**PROBLEM DESCRIPTION:** Your answer should be the lines of the data below that contain "Links".

**Stored data entries:**

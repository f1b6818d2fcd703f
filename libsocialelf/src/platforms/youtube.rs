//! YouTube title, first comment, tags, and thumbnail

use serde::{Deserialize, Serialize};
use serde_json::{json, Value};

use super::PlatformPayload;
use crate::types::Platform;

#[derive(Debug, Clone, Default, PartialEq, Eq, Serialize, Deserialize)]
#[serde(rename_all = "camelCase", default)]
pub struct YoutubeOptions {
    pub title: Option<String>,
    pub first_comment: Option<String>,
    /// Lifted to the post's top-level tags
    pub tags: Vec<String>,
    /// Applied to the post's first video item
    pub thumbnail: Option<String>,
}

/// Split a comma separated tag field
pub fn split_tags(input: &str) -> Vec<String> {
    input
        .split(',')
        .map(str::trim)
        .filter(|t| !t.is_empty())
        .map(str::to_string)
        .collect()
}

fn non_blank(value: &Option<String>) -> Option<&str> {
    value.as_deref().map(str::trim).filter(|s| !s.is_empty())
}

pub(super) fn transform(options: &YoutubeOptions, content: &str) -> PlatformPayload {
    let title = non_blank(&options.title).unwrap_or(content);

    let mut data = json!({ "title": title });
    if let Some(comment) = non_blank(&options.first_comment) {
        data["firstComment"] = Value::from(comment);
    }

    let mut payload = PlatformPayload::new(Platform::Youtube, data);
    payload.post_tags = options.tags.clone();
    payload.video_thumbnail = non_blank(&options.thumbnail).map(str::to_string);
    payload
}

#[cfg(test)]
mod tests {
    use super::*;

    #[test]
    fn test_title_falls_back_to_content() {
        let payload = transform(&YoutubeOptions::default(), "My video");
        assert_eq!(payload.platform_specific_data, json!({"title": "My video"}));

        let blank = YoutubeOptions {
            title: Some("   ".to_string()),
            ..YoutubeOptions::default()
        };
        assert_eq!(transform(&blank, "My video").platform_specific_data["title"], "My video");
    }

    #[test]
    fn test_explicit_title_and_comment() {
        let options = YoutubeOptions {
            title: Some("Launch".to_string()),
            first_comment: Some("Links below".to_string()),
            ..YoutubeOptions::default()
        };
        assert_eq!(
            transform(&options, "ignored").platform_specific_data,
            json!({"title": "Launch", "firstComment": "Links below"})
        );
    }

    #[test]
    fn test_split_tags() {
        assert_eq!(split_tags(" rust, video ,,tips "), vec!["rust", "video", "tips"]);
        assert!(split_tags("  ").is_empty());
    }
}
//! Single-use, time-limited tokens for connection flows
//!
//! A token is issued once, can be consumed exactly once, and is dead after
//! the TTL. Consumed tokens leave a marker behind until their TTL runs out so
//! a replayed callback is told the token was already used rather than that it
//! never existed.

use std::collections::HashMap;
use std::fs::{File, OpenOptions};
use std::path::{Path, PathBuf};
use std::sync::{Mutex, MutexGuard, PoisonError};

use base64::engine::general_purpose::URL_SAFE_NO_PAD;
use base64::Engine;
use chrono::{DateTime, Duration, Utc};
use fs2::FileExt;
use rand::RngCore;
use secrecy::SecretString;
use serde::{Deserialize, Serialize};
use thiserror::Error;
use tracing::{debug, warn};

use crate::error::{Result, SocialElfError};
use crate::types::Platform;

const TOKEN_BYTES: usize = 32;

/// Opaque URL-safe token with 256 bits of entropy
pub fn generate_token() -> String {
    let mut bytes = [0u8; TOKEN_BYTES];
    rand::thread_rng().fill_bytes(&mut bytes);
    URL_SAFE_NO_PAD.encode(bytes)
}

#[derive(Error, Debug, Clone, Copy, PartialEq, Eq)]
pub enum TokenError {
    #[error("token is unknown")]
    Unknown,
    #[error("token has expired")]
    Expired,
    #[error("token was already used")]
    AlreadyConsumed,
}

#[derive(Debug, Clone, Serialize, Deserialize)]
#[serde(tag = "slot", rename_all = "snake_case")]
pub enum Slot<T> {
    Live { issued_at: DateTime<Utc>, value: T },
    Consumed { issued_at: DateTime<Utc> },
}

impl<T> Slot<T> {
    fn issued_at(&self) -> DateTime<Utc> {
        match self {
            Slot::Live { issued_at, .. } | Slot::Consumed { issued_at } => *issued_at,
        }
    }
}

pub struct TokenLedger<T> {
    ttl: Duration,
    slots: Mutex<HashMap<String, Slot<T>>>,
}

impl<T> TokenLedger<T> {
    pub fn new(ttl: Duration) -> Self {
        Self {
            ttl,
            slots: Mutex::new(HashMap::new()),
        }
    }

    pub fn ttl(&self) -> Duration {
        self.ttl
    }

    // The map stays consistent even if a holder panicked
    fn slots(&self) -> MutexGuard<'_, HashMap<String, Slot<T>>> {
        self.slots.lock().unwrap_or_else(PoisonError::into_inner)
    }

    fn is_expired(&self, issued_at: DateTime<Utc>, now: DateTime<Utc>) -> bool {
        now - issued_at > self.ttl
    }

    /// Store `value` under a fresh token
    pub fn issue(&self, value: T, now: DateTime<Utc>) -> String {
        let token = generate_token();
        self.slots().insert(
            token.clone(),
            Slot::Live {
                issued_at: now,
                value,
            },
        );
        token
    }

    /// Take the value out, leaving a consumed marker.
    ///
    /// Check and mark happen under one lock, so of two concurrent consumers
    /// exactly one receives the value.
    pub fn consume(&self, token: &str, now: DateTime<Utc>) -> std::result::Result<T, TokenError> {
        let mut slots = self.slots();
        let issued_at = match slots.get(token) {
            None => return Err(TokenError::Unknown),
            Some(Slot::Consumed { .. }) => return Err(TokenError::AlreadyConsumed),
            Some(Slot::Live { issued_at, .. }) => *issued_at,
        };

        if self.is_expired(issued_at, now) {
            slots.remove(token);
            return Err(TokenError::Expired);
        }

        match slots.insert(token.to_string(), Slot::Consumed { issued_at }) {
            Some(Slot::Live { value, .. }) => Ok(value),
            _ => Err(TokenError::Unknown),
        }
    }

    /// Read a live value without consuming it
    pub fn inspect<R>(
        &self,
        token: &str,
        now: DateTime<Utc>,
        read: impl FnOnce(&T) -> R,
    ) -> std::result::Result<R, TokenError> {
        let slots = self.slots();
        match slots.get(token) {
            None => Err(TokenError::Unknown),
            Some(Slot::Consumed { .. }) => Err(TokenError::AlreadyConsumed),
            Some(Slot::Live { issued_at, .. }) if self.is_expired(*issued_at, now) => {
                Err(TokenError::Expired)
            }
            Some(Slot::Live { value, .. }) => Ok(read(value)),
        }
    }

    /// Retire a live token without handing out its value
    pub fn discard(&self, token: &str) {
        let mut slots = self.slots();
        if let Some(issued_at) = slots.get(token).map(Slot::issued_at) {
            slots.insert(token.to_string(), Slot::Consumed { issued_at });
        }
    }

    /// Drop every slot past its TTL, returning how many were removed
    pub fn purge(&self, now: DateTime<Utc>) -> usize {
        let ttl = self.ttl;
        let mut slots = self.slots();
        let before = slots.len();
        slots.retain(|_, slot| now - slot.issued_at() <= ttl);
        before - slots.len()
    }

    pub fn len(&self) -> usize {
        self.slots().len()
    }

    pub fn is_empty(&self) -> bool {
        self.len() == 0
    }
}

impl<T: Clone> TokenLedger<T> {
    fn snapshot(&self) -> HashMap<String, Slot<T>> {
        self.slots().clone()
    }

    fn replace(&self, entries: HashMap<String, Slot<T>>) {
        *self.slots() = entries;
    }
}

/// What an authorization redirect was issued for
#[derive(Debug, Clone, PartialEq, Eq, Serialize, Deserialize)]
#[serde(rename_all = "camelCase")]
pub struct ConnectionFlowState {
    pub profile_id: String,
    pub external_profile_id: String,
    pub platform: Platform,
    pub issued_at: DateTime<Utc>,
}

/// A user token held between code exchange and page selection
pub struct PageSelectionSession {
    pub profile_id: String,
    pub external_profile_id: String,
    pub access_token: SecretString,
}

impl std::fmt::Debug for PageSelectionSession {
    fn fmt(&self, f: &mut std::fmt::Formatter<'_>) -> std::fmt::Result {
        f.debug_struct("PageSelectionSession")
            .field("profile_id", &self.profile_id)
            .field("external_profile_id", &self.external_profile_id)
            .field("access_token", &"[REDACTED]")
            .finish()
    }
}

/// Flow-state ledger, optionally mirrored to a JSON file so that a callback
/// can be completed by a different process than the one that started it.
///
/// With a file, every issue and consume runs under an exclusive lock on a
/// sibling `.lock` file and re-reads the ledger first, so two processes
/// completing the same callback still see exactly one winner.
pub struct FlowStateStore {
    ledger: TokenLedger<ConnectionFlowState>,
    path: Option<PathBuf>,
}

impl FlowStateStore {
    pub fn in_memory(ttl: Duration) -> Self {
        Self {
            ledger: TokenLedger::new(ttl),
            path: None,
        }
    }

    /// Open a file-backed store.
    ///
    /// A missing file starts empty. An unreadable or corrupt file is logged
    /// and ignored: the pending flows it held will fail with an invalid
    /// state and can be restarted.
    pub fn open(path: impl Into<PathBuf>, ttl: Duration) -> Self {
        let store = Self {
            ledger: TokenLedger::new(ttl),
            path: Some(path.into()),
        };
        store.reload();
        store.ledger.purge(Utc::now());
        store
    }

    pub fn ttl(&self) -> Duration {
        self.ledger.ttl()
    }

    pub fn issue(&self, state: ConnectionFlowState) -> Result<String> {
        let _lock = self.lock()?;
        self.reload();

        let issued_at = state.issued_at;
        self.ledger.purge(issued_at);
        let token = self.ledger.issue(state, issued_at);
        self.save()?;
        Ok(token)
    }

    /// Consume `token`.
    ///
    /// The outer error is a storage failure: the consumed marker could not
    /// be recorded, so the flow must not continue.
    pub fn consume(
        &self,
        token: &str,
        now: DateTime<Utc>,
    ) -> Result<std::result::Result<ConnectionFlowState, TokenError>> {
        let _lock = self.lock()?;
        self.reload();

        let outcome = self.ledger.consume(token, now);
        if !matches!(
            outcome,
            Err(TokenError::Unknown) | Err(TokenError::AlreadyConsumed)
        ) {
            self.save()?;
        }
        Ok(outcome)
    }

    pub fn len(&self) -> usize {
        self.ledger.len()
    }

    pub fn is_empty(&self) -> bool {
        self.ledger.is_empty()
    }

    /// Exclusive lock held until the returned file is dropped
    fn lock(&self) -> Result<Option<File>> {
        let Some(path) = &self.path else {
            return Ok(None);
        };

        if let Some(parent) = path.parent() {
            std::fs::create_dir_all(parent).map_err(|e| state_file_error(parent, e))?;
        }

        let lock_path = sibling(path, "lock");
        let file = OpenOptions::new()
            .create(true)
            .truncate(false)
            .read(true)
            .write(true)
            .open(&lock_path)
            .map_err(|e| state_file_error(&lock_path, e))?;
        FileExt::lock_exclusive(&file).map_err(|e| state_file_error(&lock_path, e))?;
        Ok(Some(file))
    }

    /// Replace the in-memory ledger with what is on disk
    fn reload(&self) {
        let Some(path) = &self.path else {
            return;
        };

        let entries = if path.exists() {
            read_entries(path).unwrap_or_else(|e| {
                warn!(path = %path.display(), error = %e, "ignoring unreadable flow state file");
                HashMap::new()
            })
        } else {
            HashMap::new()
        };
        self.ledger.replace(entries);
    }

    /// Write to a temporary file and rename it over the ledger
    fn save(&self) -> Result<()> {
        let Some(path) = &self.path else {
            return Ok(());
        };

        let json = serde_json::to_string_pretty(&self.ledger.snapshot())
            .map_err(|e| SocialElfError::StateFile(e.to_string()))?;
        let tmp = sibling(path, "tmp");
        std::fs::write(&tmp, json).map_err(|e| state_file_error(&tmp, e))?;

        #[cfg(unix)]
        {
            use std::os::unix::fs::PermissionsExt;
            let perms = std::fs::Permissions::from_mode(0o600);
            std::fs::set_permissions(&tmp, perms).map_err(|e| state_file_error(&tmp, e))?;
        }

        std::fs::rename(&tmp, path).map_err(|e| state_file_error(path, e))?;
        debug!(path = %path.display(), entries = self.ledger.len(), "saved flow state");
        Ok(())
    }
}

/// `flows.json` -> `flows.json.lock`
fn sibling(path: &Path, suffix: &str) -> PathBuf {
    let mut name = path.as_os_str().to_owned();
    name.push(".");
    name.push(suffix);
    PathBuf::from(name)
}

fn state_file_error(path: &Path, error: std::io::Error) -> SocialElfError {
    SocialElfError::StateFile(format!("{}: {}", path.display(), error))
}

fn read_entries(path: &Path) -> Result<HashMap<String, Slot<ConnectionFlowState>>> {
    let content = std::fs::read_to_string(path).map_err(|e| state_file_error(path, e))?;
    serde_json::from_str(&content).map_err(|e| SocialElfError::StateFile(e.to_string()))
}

**ANSWER SECTION:**
            first_comment: Some("Links below".to_string()),
            json!({"title": "Launch", "firstComment": "Links below"})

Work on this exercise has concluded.